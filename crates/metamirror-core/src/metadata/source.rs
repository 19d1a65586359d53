//! Metadata source contracts.
//!
//! A [`ConnectionFactory`] opens raw [`Connection`]s from
//! [`DataSourceParams`]; a connection lends out a [`MetadataSource`] whose
//! fetches are scoped to the call, so no cursor outlives it.

use metamirror_config::DataSourceConfig;
use serde::{Deserialize, Serialize};
use thiserror::Error;

/// Errors raised by connections and metadata fetches
#[derive(Debug, Error)]
pub enum ConnectionError {
    #[error("SQLite error: {0}")]
    Sqlite(#[from] rusqlite::Error),

    #[error("Connection is closed")]
    Closed,

    #[error("Query failed: {0}")]
    Query(String),

    #[error("Unsupported data source: {0}")]
    Unsupported(String),
}

/// Parameters identifying one external data source.
#[derive(Clone, PartialEq, Eq, Serialize, Deserialize)]
pub struct DataSourceParams {
    /// Display name
    pub name: String,
    pub url: String,
    pub driver: Option<String>,
    pub user: Option<String>,
    #[serde(skip_serializing)]
    pub password: Option<String>,
}

impl DataSourceParams {
    pub fn new(name: impl Into<String>, url: impl Into<String>) -> Self {
        Self {
            name: name.into(),
            url: url.into(),
            driver: None,
            user: None,
            password: None,
        }
    }

    /// Build parameters from a configured data source, reading the password
    /// from the environment variable it names
    pub fn from_config(name: &str, config: &DataSourceConfig) -> Self {
        Self {
            name: name.to_string(),
            url: config.url.clone(),
            driver: config.driver.clone(),
            user: config.user.clone(),
            password: config
                .password_env
                .as_deref()
                .and_then(|var| std::env::var(var).ok()),
        }
    }
}

impl std::fmt::Debug for DataSourceParams {
    fn fmt(&self, f: &mut std::fmt::Formatter<'_>) -> std::fmt::Result {
        f.debug_struct("DataSourceParams")
            .field("name", &self.name)
            .field("url", &self.url)
            .field("driver", &self.driver)
            .field("user", &self.user)
            .field("password", &self.password.as_ref().map(|_| "***"))
            .finish()
    }
}

#[derive(Debug, Clone, PartialEq, Eq, Serialize, Deserialize)]
pub struct CatalogInfo {
    pub name: String,
}

#[derive(Debug, Clone, PartialEq, Eq, Serialize, Deserialize)]
pub struct SchemaInfo {
    pub name: String,
    pub catalog: Option<String>,
}

#[derive(Debug, Clone, PartialEq, Eq, Serialize, Deserialize)]
pub struct TableInfo {
    pub name: String,
    pub catalog: Option<String>,
    pub schema: Option<String>,
    /// e.g. "TABLE", "VIEW"
    pub table_type: String,
    pub remarks: Option<String>,
}

/// A foreign key declared on `table`, referencing `referenced_table`
#[derive(Debug, Clone, PartialEq, Eq, Serialize, Deserialize)]
pub struct ForeignKeyInfo {
    pub name: Option<String>,
    pub table: String,
    pub referenced_table: String,
    /// (column, referenced column); the referenced column is absent when
    /// the key targets the primary key implicitly
    pub columns: Vec<(String, Option<String>)>,
}

/// Read access to a data source's structural metadata.
pub trait MetadataSource {
    /// Vendor term for the catalog level, `None` if catalogs do not exist
    fn catalog_term(&self) -> Result<Option<String>, ConnectionError>;

    /// Vendor term for the schema level, `None` if schemas do not exist
    fn schema_term(&self) -> Result<Option<String>, ConnectionError>;

    fn fetch_catalogs(&self) -> Result<Vec<CatalogInfo>, ConnectionError>;

    fn fetch_schemas(&self, catalog: Option<&str>) -> Result<Vec<SchemaInfo>, ConnectionError>;

    fn fetch_tables(
        &self,
        catalog: Option<&str>,
        schema: Option<&str>,
    ) -> Result<Vec<TableInfo>, ConnectionError>;

    fn fetch_imported_keys(
        &self,
        catalog: Option<&str>,
        schema: Option<&str>,
        table: &str,
    ) -> Result<Vec<ForeignKeyInfo>, ConnectionError>;
}

/// A raw connection to a data source
pub trait Connection: Send {
    fn metadata(&self) -> Result<Box<dyn MetadataSource + '_>, ConnectionError>;

    /// Run one statement, returning the number of affected rows
    fn execute(&self, sql: &str) -> Result<usize, ConnectionError>;

    fn close(&mut self) -> Result<(), ConnectionError>;

    fn is_closed(&self) -> bool;
}

/// Opens connections for a set of data source parameters
pub trait ConnectionFactory: Send + Sync {
    fn connect(&self, params: &DataSourceParams) -> Result<Box<dyn Connection>, ConnectionError>;
}
use std::sync::Arc;

use parking_lot::Mutex;

use super::{ListenerError, NodeArena, TreeEvent, TreeListener};

/// Listener that keeps every event it receives.
///
/// Clones share one log, so a handle kept by the caller observes events
/// delivered to the copy registered on the tree.
#[derive(Debug, Clone, Default)]
pub struct EventRecorder {
    events: Arc<Mutex<Vec<TreeEvent>>>,
}

impl EventRecorder {
    pub fn new() -> Self {
        Self::default()
    }

    /// Snapshot of recorded events
    pub fn events(&self) -> Vec<TreeEvent> {
        self.events.lock().clone()
    }

    pub fn clear(&self) {
        self.events.lock().clear();
    }

    /// Number of `ChildAdded` and `ChildRemoved` events
    pub fn structural_count(&self) -> usize {
        self.events
            .lock()
            .iter()
            .filter(|e| {
                matches!(
                    e,
                    TreeEvent::ChildAdded { .. } | TreeEvent::ChildRemoved { .. }
                )
            })
            .count()
    }
}

impl TreeListener for EventRecorder {
    fn on_event(&mut self, _nodes: &NodeArena, event: &TreeEvent) -> Result<(), ListenerError> {
        self.events.lock().push(event.clone());
        Ok(())
    }
}
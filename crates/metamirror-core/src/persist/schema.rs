//! SQLite schema for the durable persistence sink.
//!
//! The sink mirrors the object tree as two tables: one row per object with
//! its parent and position, and one row per property holding the tagged
//! primitive value.

/// Schema version stored in `sink_metadata`
pub const SINK_SCHEMA_VERSION: &str = "1.0";

/// One row per persisted node
pub const SCHEMA_CREATE_OBJECTS: &str = r#"
CREATE TABLE IF NOT EXISTS objects (
    uuid TEXT PRIMARY KEY NOT NULL,
    object_type TEXT NOT NULL,

    -- NULL for the root of a persisted subtree
    parent_uuid TEXT,
    child_index INTEGER NOT NULL
)
"#;

/// One row per (node, property). `value` is untyped so each primitive keeps
/// its own storage class; `data_type` says how to read it back.
pub const SCHEMA_CREATE_PROPERTIES: &str = r#"
CREATE TABLE IF NOT EXISTS properties (
    uuid TEXT NOT NULL,
    name TEXT NOT NULL,
    data_type TEXT NOT NULL,
    value,
    PRIMARY KEY (uuid, name)
)
"#;

pub const SCHEMA_CREATE_METADATA: &str = r#"
CREATE TABLE IF NOT EXISTS sink_metadata (
    key TEXT PRIMARY KEY NOT NULL,
    value TEXT NOT NULL
)
"#;

pub const SCHEMA_CREATE_INDEXES: &str = r#"
CREATE INDEX IF NOT EXISTS idx_objects_parent ON objects(parent_uuid, child_index);
"#;

/// Every descendant of ?1 including itself
pub const SUBTREE_CTE: &str = r#"
WITH RECURSIVE subtree(uuid) AS (
    SELECT ?1
    UNION ALL
    SELECT o.uuid FROM objects o JOIN subtree s ON o.parent_uuid = s.uuid
)
"#;
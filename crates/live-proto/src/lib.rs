//! Wire types for the Live streaming protocol. The relay speaks this protocol
//! to the upstream generative endpoint. The shapes live in their own crate so
//! they can be encoded and decoded without pulling in the relay runtime.

pub mod client;
pub mod server;

pub use client::{
    ClientContent, ClientContentMessage, GenerationConfig, LiveConfig, MediaChunk,
    Modality, PrebuiltVoiceConfig, RealtimeInput, RealtimeInputMessage, SetupMessage,
    SpeechConfig, SystemInstruction, TextPart, Tool, Turn, VoiceConfig,
};
pub use server::{decode, decode_slice, DecodeError, InlineData, ModelTurnFrame, ServerMessage};

/// MIME type attached to outgoing microphone chunks.
pub const AUDIO_INPUT_MIME: &str = "audio/pcm;rate=16000";

/// MIME type attached to outgoing camera or screen frames.
pub const VIDEO_INPUT_MIME: &str = "image/jpeg";

/// Inline data parts whose MIME type starts with this prefix are audio output.
pub const AUDIO_OUTPUT_MIME_PREFIX: &str = "audio/pcm";
//! Downstream relay handler: one task per browser WebSocket.
//!
//! A connection moves `Unbound -> Initializing -> Bound(session)` and back to
//! `Unbound` when its session is lost upstream. Session creation runs on a
//! separate task so the socket keeps being read while the handshake is in
//! flight. Teardown happens in one place, after the read loop ends.

use std::sync::Arc;

use axum::extract::ws::{Message, WebSocket};
use dashmap::DashMap;
use futures_util::{SinkExt, StreamExt};
use serde::Deserialize;
use tokio::sync::mpsc;
use tokio::task::JoinHandle;
use tracing::{debug, info, info_span, warn, Instrument};
use uuid::Uuid;

use crate::envelope::Envelope;
use crate::error::RelayError;
use crate::orchestrator::{SessionHandlers, SessionOrchestrator, UpstreamClosed};
use crate::session::{SessionId, SessionKind};

const NO_SESSION: &str = "No teacher session available";

/// Browser connection id to bound session. One session per connection.
#[derive(Clone, Default)]
pub struct ConnectionRegistry {
    bindings: Arc<DashMap<Uuid, SessionId>>,
}

impl ConnectionRegistry {
    pub fn new() -> Self {
        Self::default()
    }

    pub fn bind(&self, connection: Uuid, session: SessionId) -> Option<SessionId> {
        self.bindings.insert(connection, session)
    }

    pub fn unbind(&self, connection: &Uuid) -> Option<SessionId> {
        self.bindings.remove(connection).map(|(_, session)| session)
    }

    pub fn session_for(&self, connection: &Uuid) -> Option<SessionId> {
        self.bindings.get(connection).map(|entry| *entry.value())
    }

    pub fn len(&self) -> usize {
        self.bindings.len()
    }

    pub fn is_empty(&self) -> bool {
        self.bindings.is_empty()
    }
}

/// Everything a connection task needs from the application.
#[derive(Clone)]
pub struct RelayContext {
    pub orchestrator: SessionOrchestrator,
    pub connections: ConnectionRegistry,
    pub max_envelope_bytes: usize,
}

#[derive(Debug, Deserialize)]
#[serde(tag = "type", rename_all = "kebab-case")]
enum ClientMessage {
    Init {
        #[serde(default)]
        mode: Option<String>,
        #[serde(default, rename = "customPrompt")]
        custom_prompt: Option<String>,
    },
    Audio {
        data: String,
    },
    Video {
        data: String,
    },
    Text {
        data: String,
    },
    ScreenSharing {
        active: bool,
    },
}

const MESSAGE_TYPES: [&str; 5] = ["init", "audio", "video", "text", "screen-sharing"];

/// `error/unknown` for a well-formed message with an unrecognised `type`,
/// `error/payload` for anything else that failed to decode.
fn rejection(text: &str, err: &serde_json::Error) -> Envelope {
    let unknown = serde_json::from_str::<serde_json::Value>(text)
        .ok()
        .and_then(|value| value.get("type")?.as_str().map(str::to_owned))
        .filter(|kind| !MESSAGE_TYPES.contains(&kind.as_str()));
    match unknown {
        Some(kind) => Envelope::error("unknown", format!("Unknown message type: {kind}")),
        None => Envelope::error("payload", format!("Unsupported or malformed message: {err}")),
    }
}

fn session_kind(mode: Option<&str>) -> SessionKind {
    match mode.map(str::trim) {
        Some("prompt-creator") => SessionKind::PromptCreator,
        Some("future-planner") => SessionKind::FuturePlanner,
        _ => SessionKind::Teacher,
    }
}

#[derive(Debug, Clone, Copy, PartialEq, Eq)]
enum Binding {
    Unbound,
    Initializing,
    Bound(SessionId),
}

enum Control {
    Initialized(Result<SessionId, RelayError>),
    UpstreamClosed(SessionId, UpstreamClosed),
}

pub async fn serve_connection(socket: WebSocket, ctx: RelayContext) {
    let connection_id = Uuid::new_v4();
    let span = info_span!("browser_connection", connection_id = %connection_id);
    relay_connection(socket, ctx, connection_id)
        .instrument(span)
        .await;
}

async fn relay_connection(socket: WebSocket, ctx: RelayContext, connection_id: Uuid) {
    let (mut ws_tx, mut ws_rx) = socket.split();
    let (out_tx, mut out_rx) = mpsc::unbounded_channel::<Envelope>();
    let (control_tx, mut control_rx) = mpsc::unbounded_channel::<Control>();

    let max_bytes = ctx.max_envelope_bytes;
    let writer = tokio::spawn(
        async move {
            while let Some(envelope) = out_rx.recv().await {
                let frame = match envelope.encode_bounded(max_bytes) {
                    Ok((frame, _)) => frame,
                    Err(err) => {
                        warn!(error = %err, "failed to encode envelope");
                        continue;
                    }
                };
                if ws_tx.send(Message::Text(frame)).await.is_err() {
                    break;
                }
            }
            let _ = ws_tx.close().await;
            debug!("writer task finished");
        }
        .in_current_span(),
    );

    info!("browser connected");
    let mut connection = Connection {
        id: connection_id,
        ctx,
        out: out_tx,
        control: control_tx,
        binding: Binding::Unbound,
        init_task: None,
    };
    connection.push(Envelope::connection_success(
        "WebSocket connected - waiting for initialization",
    ));

    loop {
        tokio::select! {
            incoming = ws_rx.next() => match incoming {
                Some(Ok(Message::Text(text))) => connection.handle_text(&text),
                Some(Ok(Message::Binary(_))) => {
                    connection.push(Envelope::error("payload", "Binary frames are not supported"));
                }
                Some(Ok(Message::Close(frame))) => {
                    info!(reason = ?frame.map(|f| f.reason.to_string()), "browser closed websocket");
                    break;
                }
                Some(Ok(_)) => {}
                Some(Err(err)) => {
                    warn!(error = %err, "error receiving browser message");
                    break;
                }
                None => break,
            },
            Some(control) = control_rx.recv() => connection.handle_control(control),
        }
    }

    connection.teardown(&mut control_rx).await;
    drop(connection);
    writer.abort();
    info!("browser connection closed");
}

struct Connection {
    id: Uuid,
    ctx: RelayContext,
    out: mpsc::UnboundedSender<Envelope>,
    control: mpsc::UnboundedSender<Control>,
    binding: Binding,
    init_task: Option<JoinHandle<()>>,
}

impl Connection {
    fn push(&self, envelope: Envelope) {
        if self.out.send(envelope).is_err() {
            debug!("dropping envelope: writer has stopped");
        }
    }

    fn handle_text(&mut self, text: &str) {
        let message = match serde_json::from_str::<ClientMessage>(text) {
            Ok(message) => message,
            Err(err) => {
                debug!(error = %err, "rejecting browser message");
                self.push(rejection(text, &err));
                return;
            }
        };

        match message {
            ClientMessage::Init {
                mode,
                custom_prompt,
            } => self.begin_init(session_kind(mode.as_deref()), custom_prompt),
            ClientMessage::Audio { data } => {
                self.route(|orchestrator, id| orchestrator.send_audio(id, &data))
            }
            ClientMessage::Video { data } => {
                self.route(|orchestrator, id| orchestrator.send_video(id, &data))
            }
            ClientMessage::Text { data } => {
                self.route(|orchestrator, id| orchestrator.send_text(id, &data))
            }
            ClientMessage::ScreenSharing { active } => {
                self.route(|orchestrator, id| orchestrator.set_screen_sharing(id, active))
            }
        }
    }

    fn begin_init(&mut self, kind: SessionKind, custom_prompt: Option<String>) {
        if self.binding != Binding::Unbound {
            warn!(state = ?self.binding, "rejecting repeated init");
            self.push(Envelope::error(
                "init",
                "Session already initialized for this connection",
            ));
            return;
        }

        info!(kind = %kind, custom_prompt = custom_prompt.is_some(), "initializing session");
        self.binding = Binding::Initializing;
        let orchestrator = self.ctx.orchestrator.clone();
        let control = self.control.clone();
        self.init_task = Some(tokio::spawn(
            async move {
                let result = orchestrator.create(kind, custom_prompt.as_deref()).await;
                let _ = control.send(Control::Initialized(result));
            }
            .in_current_span(),
        ));
    }

    fn route(&mut self, send: impl FnOnce(&SessionOrchestrator, &SessionId) -> Result<(), RelayError>) {
        let Binding::Bound(id) = self.binding else {
            self.push(Envelope::error("session", NO_SESSION));
            return;
        };

        if let Err(err) = send(&self.ctx.orchestrator, &id) {
            self.push(Envelope::error(err.envelope_sub_type(), err.to_string()));
            if matches!(err, RelayError::SessionNotFound(_)) {
                // Closed elsewhere; allow a fresh init.
                self.ctx.connections.unbind(&self.id);
                self.binding = Binding::Unbound;
            }
        }
    }

    fn handle_control(&mut self, control: Control) {
        match control {
            Control::Initialized(result) => {
                self.init_task = None;
                self.finish_init(result);
            }
            Control::UpstreamClosed(id, closed) => {
                if self.binding != Binding::Bound(id) {
                    debug!(session_id = %id, "ignoring close from stale session");
                    return;
                }
                warn!(session_id = %id, role = %closed.role, reason = %closed.reason, "upstream closed; tearing down session");
                self.push(Envelope::error(
                    "upstream",
                    format!(
                        "Upstream {} connection closed: {}",
                        closed.role, closed.reason
                    ),
                ));
                self.release(id);
            }
        }
    }

    fn finish_init(&mut self, result: Result<SessionId, RelayError>) {
        let id = match result {
            Ok(id) => id,
            Err(err) => {
                self.binding = Binding::Unbound;
                self.push(Envelope::connection_error(format!(
                    "Failed to initialize session: {err}"
                )));
                return;
            }
        };

        if !self.ctx.orchestrator.is_session_active(&id) {
            warn!(session_id = %id, "session lost before wiring");
            self.ctx.orchestrator.close_session(&id);
            self.binding = Binding::Unbound;
            self.push(Envelope::connection_error(
                "Failed to initialize session: upstream closed during setup",
            ));
            return;
        }

        // Success goes out before any content can be queued behind it.
        self.push(Envelope::connection_success(format!(
            "Session initialized: {id}"
        )));

        let handlers = self.handlers(id);
        if let Err(err) = self.ctx.orchestrator.wire_session(&id, &handlers) {
            warn!(session_id = %id, error = %err, "session degraded while wiring");
            self.push(Envelope::error(err.envelope_sub_type(), err.to_string()));
            self.release(id);
            return;
        }

        self.ctx.connections.bind(self.id, id);
        self.binding = Binding::Bound(id);
        info!(session_id = %id, "connection bound to session");
    }

    fn handlers(&self, id: SessionId) -> SessionHandlers {
        let audio_out = self.out.clone();
        let content_out = self.out.clone();
        let error_out = self.out.clone();
        let control = self.control.clone();
        SessionHandlers {
            on_audio: Arc::new(move |chunk| {
                let _ = audio_out.send(Envelope::audio(chunk.data));
            }),
            on_content: Arc::new(move |text| {
                let _ = content_out.send(Envelope::content(text));
            }),
            on_error: Arc::new(move |message| {
                let _ = error_out.send(Envelope::error("teacher", message));
            }),
            on_closed: Arc::new(move |closed| {
                let _ = control.send(Control::UpstreamClosed(id, closed));
            }),
        }
    }

    fn release(&mut self, id: SessionId) {
        self.ctx.orchestrator.close_session(&id);
        self.ctx.connections.unbind(&self.id);
        self.binding = Binding::Unbound;
    }

    /// The single cleanup path. A session still being created is awaited
    /// and closed so it cannot outlive the connection.
    async fn teardown(&mut self, control_rx: &mut mpsc::UnboundedReceiver<Control>) {
        match self.binding {
            Binding::Bound(id) => {
                info!(session_id = %id, "closing session for departed browser");
                self.release(id);
            }
            Binding::Initializing => {
                if let Some(task) = self.init_task.take() {
                    let _ = task.await;
                }
                while let Ok(control) = control_rx.try_recv() {
                    if let Control::Initialized(Ok(id)) = control {
                        info!(session_id = %id, "closing session created after browser left");
                        self.ctx.orchestrator.close_session(&id);
                    }
                }
                self.binding = Binding::Unbound;
            }
            Binding::Unbound => {}
        }
        self.ctx.connections.unbind(&self.id);
    }
}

TASK GOAL:
Your reply should consist solely of the number of lines above that contain the word "tokio".

EXERCISE ANSWER:
5